Ella se pone de pie y por última vez me toma de la mano, me toma en vuelo. Volamos nuevamente, claro que volamos, tomados de la mano-cielo-viento, surcando las ciudades, los campos y los mares, dejando atrás la soledad, la tristeza y la oscuridad. Volamos escapando de la lluvia, como noche que amanece, como pájaros perdidos que vuelven desde el más allá. Volamos, solos volamos, en busca de nosotros….
Todavía surcando los cielos, me habla e interrumpe mi interminable corriente de pensamientos.
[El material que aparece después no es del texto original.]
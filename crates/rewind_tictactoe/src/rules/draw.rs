//! Draw detection logic for tic-tac-toe.

use super::super::{Board, Square};
use super::win::find_winning_line;
use tracing::instrument;

/// Checks if the board is full (all squares occupied).
#[instrument]
pub fn is_full(board: &Board) -> bool {
    board.squares().iter().all(|s| *s != Square::Empty)
}

/// A full board with no winning line.
#[instrument]
pub fn is_draw(board: &Board) -> bool {
    is_full(board) && find_winning_line(board).is_none()
}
- Ahora escucha y presta atención, quiero decirte un secreto: cuando todo sea gris y no sepas qué hacer, subite a mi ilusión súper sport, que vamos a volar por las cornisas con una golondrina por motor. Del Vietes nos aplaudirán: “¡Que viva, vivan, los locos que inventaron el amor”.
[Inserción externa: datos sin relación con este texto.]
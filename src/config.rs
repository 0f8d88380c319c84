use rust_decimal::Decimal;
use rust_decimal_macros::dec;
use serde::{Deserialize, Serialize};

use crate::decimal::Rate;
use crate::errors::{LedgerError, Result};
use crate::interest::DEFAULT_PENALTY_RATE;
use crate::types::OverpaymentPolicy;

/// engine configuration
#[derive(Debug, Clone, PartialEq, Serialize, Deserialize)]
#[serde(default)]
pub struct EngineConfig {
    /// annual rate for loans built without an explicit penalty rate
    pub default_penalty_rate: Rate,
    pub overpayment_policy: OverpaymentPolicy,
    pub collections: CollectionsConfig,
    pub risk: RiskConfig,
}

impl Default for EngineConfig {
    fn default() -> Self {
        Self {
            default_penalty_rate: DEFAULT_PENALTY_RATE,
            overpayment_policy: OverpaymentPolicy::default(),
            collections: CollectionsConfig::default(),
            risk: RiskConfig::default(),
        }
    }
}

impl EngineConfig {
    /// parse from JSON; missing fields take their defaults
    pub fn from_json_str(json: &str) -> Result<Self> {
        let config: EngineConfig = serde_json::from_str(json)
            .map_err(|e| LedgerError::invalid_argument(format!("engine config: {e}")))?;
        config.validate()?;
        Ok(config)
    }

    pub fn validate(&self) -> Result<()> {
        if self.default_penalty_rate.is_negative() {
            return Err(LedgerError::invalid_argument(format!(
                "default penalty rate must not be negative, got {}",
                self.default_penalty_rate
            )));
        }
        self.collections.validate()?;
        self.risk.validate()
    }
}

/// collections job tuning
#[derive(Debug, Clone, PartialEq, Eq, Serialize, Deserialize)]
#[serde(default)]
pub struct CollectionsConfig {
    /// reminders cover installments due within this many days from today
    pub reminder_window_days: u32,
    /// days past due after which an unpaid installment defaults its loan
    pub default_threshold_days: u32,
    /// attempts per loan when the repository reports a transient failure
    pub max_attempts: u32,
    /// wall-clock budget per loan across all attempts
    pub loan_timeout_ms: u64,
    /// pause before the first retry, doubled on each further retry
    pub retry_backoff_ms: u64,
}

impl Default for CollectionsConfig {
    fn default() -> Self {
        Self {
            reminder_window_days: 3,
            default_threshold_days: 90,
            max_attempts: 3,
            loan_timeout_ms: 5_000,
            retry_backoff_ms: 10,
        }
    }
}

impl CollectionsConfig {
    pub fn validate(&self) -> Result<()> {
        if self.max_attempts == 0 {
            return Err(LedgerError::invalid_argument("max_attempts must be at least 1"));
        }
        if self.loan_timeout_ms == 0 {
            return Err(LedgerError::invalid_argument("loan_timeout_ms must be positive"));
        }
        Ok(())
    }
}

/// risk score weights, must sum to one
#[derive(Debug, Clone, PartialEq, Eq, Serialize, Deserialize)]
#[serde(default)]
pub struct RiskConfig {
    pub payment_history_weight: Decimal,
    pub exposure_weight: Decimal,
    pub tenure_weight: Decimal,
    pub concurrency_weight: Decimal,
    pub default_history_weight: Decimal,
}

impl Default for RiskConfig {
    fn default() -> Self {
        Self {
            payment_history_weight: dec!(0.40),
            exposure_weight: dec!(0.20),
            tenure_weight: dec!(0.15),
            concurrency_weight: dec!(0.15),
            default_history_weight: dec!(0.10),
        }
    }
}

impl RiskConfig {
    fn weights(&self) -> [Decimal; 5] {
        [
            self.payment_history_weight,
            self.exposure_weight,
            self.tenure_weight,
            self.concurrency_weight,
            self.default_history_weight,
        ]
    }

    pub fn validate(&self) -> Result<()> {
        let weights = self.weights();
        if weights.iter().any(|w| *w < Decimal::ZERO) {
            return Err(LedgerError::invalid_argument("risk weights must not be negative"));
        }
        let total: Decimal = weights.iter().sum();
        if total != Decimal::ONE {
            return Err(LedgerError::invalid_argument(format!(
                "risk weights must sum to 1, got {total}"
            )));
        }
        Ok(())
    }
}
- Sí – le digo – y un ángel y un soldado y una niña, nos traerán un valscecito bailador. Nos saludará la gente linda y será todo loco, pero tuyo, qué sé yo.
Y entonces, por primera vez, ella ríe totalmente, sorprendida por mis palabras, y alegre, alegre como nunca ella ríe; ella que provoca campanarios con la risa. Ella ríe y ríe sin poder parar, y así, riendo a más no dar, comenzamos a descender. Miro hacia abajo y distingo mi edificio, mi piso, mi balcón, mi calle, mi vida.
Cuando tocamos suelo, ella logra calmarse y se despide a media voz.
- Quiero decirte una cosa más… – me dice.
¿Seriedad a la hora de la despedida? No, sólo locura.
- Dime. – le respondo.
Acerca sus labios a mi oído y apenas escucho un susurro.
- Quereme así, piantada (¡Piantada!), quereme así. Abrite a los amores que vamos a inventar. Ponete esta peluca de alondras y volá, volá conmigo. Vení, volá, vení.
Se va, se va volando, y volando desaparece detrás de un enorme edificio. Y yo me quedo parado en mi balcón, pensando en las palabras, todas y cada una de ellas, en los recuerdos (mágica locura total de revivir) y en la ciudad y sus secretos… la ciudad.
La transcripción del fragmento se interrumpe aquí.